We had to decide, after we had decided on the platform, how we were going to go about building our application.

Initially, we were confused as to whether we were going to start at it right off the get-go. Looking at all the features and plugging away at one application, we decided on, instead, developing each function of the application separately because we had a lot of different applications coming down the pipeline that we were going to utilize the same kind of feature, same functionality.

 06:06

So instead of having one project, which was our application at the time, we developed it independently as a set of modules that we would then put together for the core application.

This helped out with versioning. We didn't step on each other's toes so much. And also, keeping the documentation for the functions together, it worked out pretty well. It's more like using building blocks to pull the thing together, which was pretty nice.

So we used student workers, NKU. I don't know how many of you use student workers very often. Many? At all? It works out very well as far as we have experienced.

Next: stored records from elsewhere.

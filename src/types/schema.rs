//! # Schema Definition
//!
//! A `Schema` is an ordered, immutable sequence of columns describing one
//! row shape. The page builder and the page reader must be constructed from
//! structurally equal schemas for their layouts to agree, so `Schema`
//! derives `PartialEq` and serde traits for shipping inside task
//! configuration.
//!
//! ## Invariants
//!
//! - `columns[i].index() == i` for every column (validated by `new`).
//! - Column names need not be unique; uniqueness is a caller concern.
//!
//! ## Construction
//!
//! ```ignore
//! let schema = Schema::builder()
//!     .add("id", ColumnType::Long)
//!     .add("name", ColumnType::String)
//!     .build();
//! ```

use eyre::Result;
use serde::{Deserialize, Serialize};

use crate::types::{Column, ColumnType};

#[derive(Debug, Clone, PartialEq, Eq, Serialize, Deserialize)]
pub struct Schema {
    columns: Vec<Column>,
}

impl Schema {
    /// Creates a schema from pre-built columns, validating that each
    /// column's ordinal matches its position.
    pub fn new(columns: Vec<Column>) -> Result<Self> {
        for (position, column) in columns.iter().enumerate() {
            eyre::ensure!(
                column.index() == position,
                "column '{}' has index {} but sits at position {}",
                column.name(),
                column.index(),
                position
            );
        }
        Ok(Self { columns })
    }

    pub fn builder() -> SchemaBuilder {
        SchemaBuilder::new()
    }

    pub fn column_count(&self) -> usize {
        self.columns.len()
    }

    pub fn column(&self, index: usize) -> Option<&Column> {
        self.columns.get(index)
    }

    pub fn columns(&self) -> &[Column] {
        &self.columns
    }
}

/// Incrementally assembles a schema, assigning ordinals in call order.
#[derive(Debug, Default)]
pub struct SchemaBuilder {
    columns: Vec<Column>,
}

impl SchemaBuilder {
    pub fn new() -> Self {
        Self::default()
    }

    pub fn add(mut self, name: impl Into<String>, column_type: ColumnType) -> Self {
        let index = self.columns.len();
        self.columns.push(Column::new(index, name, column_type));
        self
    }

    pub fn build(self) -> Schema {
        // Ordinals were assigned sequentially, so validation cannot fail.
        Schema {
            columns: self.columns,
        }
    }
}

Tom Barker: They get a lot of real-world experience.

Curtis McCartney: Yeah. And we don't have a problem finding the students who are capable of doing the work that we demand of them. They're very dedicated. And we got a lot of interest with this iPhone development that we had in the pipeline.

 07:13

Tom Barker: We just recently had a course in our university, and I don't know how many of your universities are doing similar things. We had a course in iPhone development, and after this course was over, we were like just beating students away with a stick that wanted to work on these projects with us.

Curtis McCartney: Yeah. So as far as IMI goes, they have the majority of the student workers. We get like one at a time. They develop both for iPhone and Android over there. We do mainly iPhone work.

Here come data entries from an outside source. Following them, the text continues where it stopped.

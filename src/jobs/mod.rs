//! # Diff Job Manager
//!
//! Lifecycle, persistence, and scheduling for diff requests. A
//! submitted diff becomes a [`JobRecord`] persisted in the meta store
//! (`job/` namespace), queued onto a bounded submit queue, and executed
//! by one of a fixed pool of worker threads. Results are written as
//! pages of encoded [`DiffEvent`]s under the `res/` namespace and
//! served back with cursor-based pagination.
//!
//! ## Lifecycle
//!
//! ```text
//! QUEUED ──► RUNNING ──► DONE
//!   │          │
//!   │          ├──► FAILED
//!   │          └──► CANCELLED
//!   └──► CANCELLED (cancelled before pickup)
//! ```
//!
//! - **Dedup** — at most one non-terminal job exists per
//!   `(from, to, options)`; a duplicate submit returns the existing id.
//! - **Backpressure** — beyond `max_queued_jobs` pending jobs, submit
//!   fails fast with [`JobError::TooBusy`] and changes nothing.
//! - **Cancellation** — cooperative: the worker observes the flag at
//!   SST-file boundaries and every `cancel_check_interval` merged keys.
//!   Partial result pages are purged on the transition.
//! - **Deadline** — an elapsed deadline is a *failure* (`Timeout`), not
//!   a cancellation, so operators can monitor the two separately.
//! - **Recovery** — on restart, RUNNING jobs are re-queued as QUEUED
//!   (their partial pages purged), QUEUED jobs re-enqueued, terminal
//!   jobs left untouched. DONE results survive restarts.
//! - **Fallback dispatch** — a fast path declining with
//!   `MissingLineage` is rerun through the full scan; the job metadata
//!   records which algorithm produced the result. `MissingLineage`
//!   itself never reaches a client.

#[cfg(test)]
mod tests;

use std::{
    collections::HashMap,
    sync::{
        Arc, Mutex,
        atomic::{AtomicBool, AtomicU64, AtomicUsize, Ordering},
    },
    time::{Duration, Instant},
};

use crossbeam::channel::{Receiver, Sender, unbounded};
use thiserror::Error;
use tracing::{debug, error, info, warn};

use crate::backup::{BackupError, BackupStore};
use crate::config::DiffConfig;
use crate::dag::CompactionDag;
use crate::diff::{
    self, DiffAlgorithm, DiffControl, DiffError, DiffEvent, RenameDetection, fast::FastDiffDeps,
};
use crate::encoding::{self, Decode, Encode, EncodingError};
use crate::host::LsmHost;
use crate::metastore::{Batch, MetaStore, MetaStoreError};
use crate::snapshots::SnapshotMap;
use crate::unix_ms;

/// Meta-store namespace for job records.
const JOB_PREFIX: &[u8] = b"job/";
/// Meta-store namespace for result pages.
const RESULT_PREFIX: &[u8] = b"res/";

// ------------------------------------------------------------------------------------------------
// Error type
// ------------------------------------------------------------------------------------------------

/// Errors returned by job-manager operations.
#[derive(Debug, Error)]
pub enum JobError {
    /// No record for the requested job id.
    #[error("job {0} not found")]
    NotFound(u64),

    /// The submit queue is at capacity.
    #[error("submit queue full")]
    TooBusy,

    /// Cancel was requested on a job already in a terminal state.
    #[error("job {0} is already terminal")]
    AlreadyTerminal(u64),

    /// Purge was requested while the job is running.
    #[error("job {0} is running")]
    JobRunning(u64),

    /// Meta-store failure.
    #[error("Meta store error: {0}")]
    Meta(#[from] MetaStoreError),

    /// Encoding failure on a persisted record.
    #[error("Encoding error: {0}")]
    Encoding(#[from] EncodingError),

    /// Internal invariant violation or poisoned lock.
    #[error("Internal error: {0}")]
    Internal(String),
}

So, we have so far put together 14 applications that are available, complete. And student workers have done one of them, which is the flash card app tentatively named the Flash Card. It's not complete yet, but we're going to demonstrate that later.

 08:03

Tom Barker: Right. Well, the student workers who've helped on all of the applications, they've done one solely on the ring ray. From things like...there's a fire department app for San Ramon Fire Department, and Alerts4me sends out push notifications depending on the kind of service you subscribe to.

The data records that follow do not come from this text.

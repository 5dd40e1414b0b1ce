//! # Compaction Event Listener
//!
//! Converts the host's compaction notifications into preserved SSTs and
//! DAG edges. The host invokes [`CompactionListener::on_compaction_begin`]
//! before a compaction may delete its inputs, and
//! [`CompactionListener::on_compaction_complete`] (or `_aborted`) when it
//! finishes.
//!
//! ## Retention decision
//!
//! At begin time an input file is preserved when any snapshot lists it
//! in its live set, **or** when it descends from a file some snapshot
//! references — the latter keeps chain intermediates readable for
//! future diffs ("err toward retention"). Preservation happens before
//! the host deletes the file; a failed preserve marks the file degraded
//! so affected diffs fall back to the full scan instead of silently
//! producing a wrong answer.
//!
//! ## Serialization with snapshot capture
//!
//! Snapshot creation and compaction events are serialized by one event
//! lock: a snapshot must not observe a live set where a compaction has
//! deleted its inputs but not yet installed its outputs. Snapshot
//! capture therefore lives here too, in
//! [`CompactionListener::capture_snapshot`].
//!
//! ## Blocking discipline
//!
//! Callbacks run on the host's compaction threads and do bounded work
//! only: take the event lock, hard-link (Full mode) or rewrite (Pruned
//! mode), append one meta-store batch, return. Errors are logged and
//! degrade the affected lineage; they never propagate back to the host.

use std::sync::{Arc, Mutex, MutexGuard};

use thiserror::Error;
use tracing::{debug, error, info, warn};

use crate::backup::{BackupError, BackupStore, PruneMode};
use crate::dag::{CompactionDag, DagError};
use crate::host::{HostError, LsmHost};
use crate::snapshots::{SnapshotEntry, SnapshotMap, SnapshotMapError};
use crate::unix_ms;

// ------------------------------------------------------------------------------------------------
// Error type
// ------------------------------------------------------------------------------------------------

/// Errors surfaced by snapshot capture (listener callbacks themselves
/// never return errors to the host).
#[derive(Debug, Error)]
pub enum ListenerError {
    /// Host-side failure while listing live SSTs or sequences.
    #[error("host error: {0}")]
    Host(#[from] HostError),

    /// Snapshot-map failure (e.g. duplicate snapshot id).
    #[error("snapshot map error: {0}")]
    Snapshots(#[from] SnapshotMapError),

    /// Backup-store failure while pinning preserved ancestors.
    #[error("backup error: {0}")]
    Backup(#[from] BackupError),

    /// DAG failure.
    #[error("DAG error: {0}")]
    Dag(#[from] DagError),

    /// Internal invariant violation or poisoned lock.
    #[error("internal error: {0}")]
    Internal(String),
}

// ------------------------------------------------------------------------------------------------
// CompactionListener
// ------------------------------------------------------------------------------------------------

/// The engine's compaction observer. The embedding host calls the
/// `on_compaction_*` methods from its compaction threads; the engine
/// calls [`CompactionListener::capture_snapshot`] when a snapshot is
/// created.
pub struct CompactionListener {
    host: Arc<dyn LsmHost>,
    backup: Arc<BackupStore>,
    dag: Arc<CompactionDag>,
    snapshots: Arc<SnapshotMap>,
    prune_mode: PruneMode,

    /// Serializes compaction events against snapshot capture.
    event_lock: Mutex<()>,
}

impl CompactionListener {
    pub(crate) fn new(
        host: Arc<dyn LsmHost>,
        backup: Arc<BackupStore>,
        dag: Arc<CompactionDag>,
        snapshots: Arc<SnapshotMap>,
        prune_mode: PruneMode,
    ) -> Self {
        Self {
            host,
            backup,
            dag,
            snapshots,
            prune_mode,
            event_lock: Mutex::new(()),
        }
    }

    fn lock_events(&self) -> MutexGuard<'_, ()> {
        match self.event_lock.lock() {
            Ok(guard) => guard,
            Err(poisoned) => poisoned.into_inner(),
        }
    }

    /// A compaction is about to consume `inputs`. Must run before the
    /// host deletes any of them.
    pub fn on_compaction_begin(&self, inputs: &[u64]) {
        let _guard = self.lock_events();
        for &file_id in inputs {
            if !self.wants_preservation(file_id) {
                continue;
            }
            if let Err(e) = self.preserve_input(file_id) {
                error!(file_id, %e, "preservation failed, degrading lineage");
                if let Err(mark_err) = self.dag.mark_degraded(file_id) {
                    error!(file_id, %mark_err, "failed to persist degraded mark");
                }
            }
        }
    }

    /// A compaction finished. With `ok`, the record becomes a durable
    /// DAG edge; otherwise speculative begin-time preserves are rolled
    /// back.
    pub fn on_compaction_complete(&self, inputs: &[u64], outputs: &[u64], ok: bool) {
        let _guard = self.lock_events();
        if ok {
            if let Err(e) = self.dag.add_record(inputs, outputs, unix_ms()) {
                // Without a durable record the chain through these files
                // cannot be trusted.
                error!(%e, ?inputs, ?outputs, "failed to persist compaction record");
                for &file_id in inputs {
                    if let Err(mark_err) = self.dag.mark_degraded(file_id) {
                        error!(file_id, %mark_err, "failed to persist degraded mark");
                    }
                }
                return;
            }
            debug!(
                inputs = inputs.len(),
                outputs = outputs.len(),
                "compaction recorded"
            );
        } else {
            for &file_id in inputs {
                if let Err(e) = self.backup.discard_if_unreferenced(file_id) {
                    warn!(file_id, %e, "failed to discard speculative preserve");
                }
            }
        }
    }

    /// The host abandoned a compaction before completion.
    pub fn on_compaction_aborted(&self, inputs: &[u64]) {
        self.on_compaction_complete(inputs, &[], false);
    }

    /// True when some snapshot needs `file_id` kept: the file is in a
    /// snapshot's live set, or it descends from a file that is.
    fn wants_preservation(&self, file_id: u64) -> bool {
        match self.snapshots.references(file_id) {
            Ok(true) => return true,
            Ok(false) => {}
            Err(e) => {
                warn!(file_id, %e, "reference check failed, erring toward retention");
                return true;
            }
        }
        match self.dag.ancestors(file_id) {
            Ok(ancestors) => ancestors
                .iter()
                .any(|&a| self.snapshots.references(a).unwrap_or(true)),
            Err(e) => {
                warn!(file_id, %e, "ancestor walk failed, erring toward retention");
                true
            }
        }
    }

    fn preserve_input(&self, file_id: u64) -> Result<(), ListenerError> {
        let src = self.host.sst_path(file_id)?;
        let initial_refs = self.snapshots.reference_count(file_id)?;
        self.backup
            .preserve(file_id, &src, self.prune_mode, initial_refs)?;
        Ok(())
    }

    /// Observe a snapshot creation: capture the live SST set and the
    /// snapshot's sequence atomically relative to compactions, record
    /// the entry, and pin any already-preserved files the snapshot
    /// depends on (its live files and their preserved ancestors).
    pub fn capture_snapshot(
        &self,
        snapshot_id: u64,
        prev: Option<u64>,
    ) -> Result<Arc<SnapshotEntry>, ListenerError> {
        let _guard = self.lock_events();

        let live_ssts = self.host.list_live_ssts()?;
        let sequence = self.host.snapshot_sequence(snapshot_id)?;

        let entry = SnapshotEntry {
            id: snapshot_id,
            sequence,
            created_ms: unix_ms(),
            prev,
            live_ssts,
        };
        self.snapshots.record(entry.clone())?;

        // Pin preserved files this snapshot depends on. Live files are
        // normally not preserved yet; their reference arrives with the
        // preserve itself (initial_refs counts recorded snapshots).
        let mut pinned = 0usize;
        for &file_id in &entry.live_ssts {
            if self.backup.contains(file_id)? {
                self.backup.add_ref(file_id)?;
                pinned += 1;
            }
            for ancestor in self.dag.ancestors(file_id)? {
                if self.backup.contains(ancestor)? {
                    self.backup.add_ref(ancestor)?;
                    pinned += 1;
                }
            }
        }

        info!(
            snapshot_id,
            sequence,
            live_ssts = entry.live_ssts.len(),
            pinned,
            "snapshot captured"
        );
        Ok(self.snapshots.get(snapshot_id)?)
    }

    /// Release everything a deleted snapshot pinned: its live files and
    /// their preserved ancestors.
    pub fn release_snapshot(&self, entry: &SnapshotEntry) -> Result<(), ListenerError> {
        let _guard = self.lock_events();
        for &file_id in &entry.live_ssts {
            if self.backup.contains(file_id)? {
                self.backup.release(file_id)?;
            }
            for ancestor in self.dag.ancestors(file_id)? {
                if self.backup.contains(ancestor)? {
                    self.backup.release(ancestor)?;
                }
            }
        }
        Ok(())
    }
}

So, a little bit about our flagship app, iNKU. iNKU was initially released in 2009. It's free in the app store. As we mentioned earlier, we decided to go with iPhone not only because at the time the iPhone was more appealing to our students but also because of the availability of iPod touch, which had app interoperability with the iPhone.

 09:00

And what we were trying to do is port the most-used functionality from our website to the native app. There is the argument of going native app or mobile web app. Our leadership decided to go with native app development, I think more in terms of trying to develop some in-house expertise in mobile app development to use with some of our other community outreach programs.

The first version of iNKU was pretty simple. It was released more as a proof of concept than anything else. It was released in Spring 2009, really just had four features: had a glossary of NKU terms for incoming students, had a sing-along fight song with a little bouncing ball that bounces from word to word, had an NKU-themed trivia game, and the campus map with GPS location.

Unfortunately, we weren't able to use Google Maps. I was listening to a talk yesterday and somebody asked, "Is anybody doing their own campus map?" and I just kind of hid down in my chair.

 10:09

Our campus is always under construction, so if you look at the Google Map of our campus right now we've got at least two buildings that just aren't even there. So we can't have a pin sticking on a construction crater saying, "Oh, this is your science building. This is where your classes are going to be." So we had to go with our own thing.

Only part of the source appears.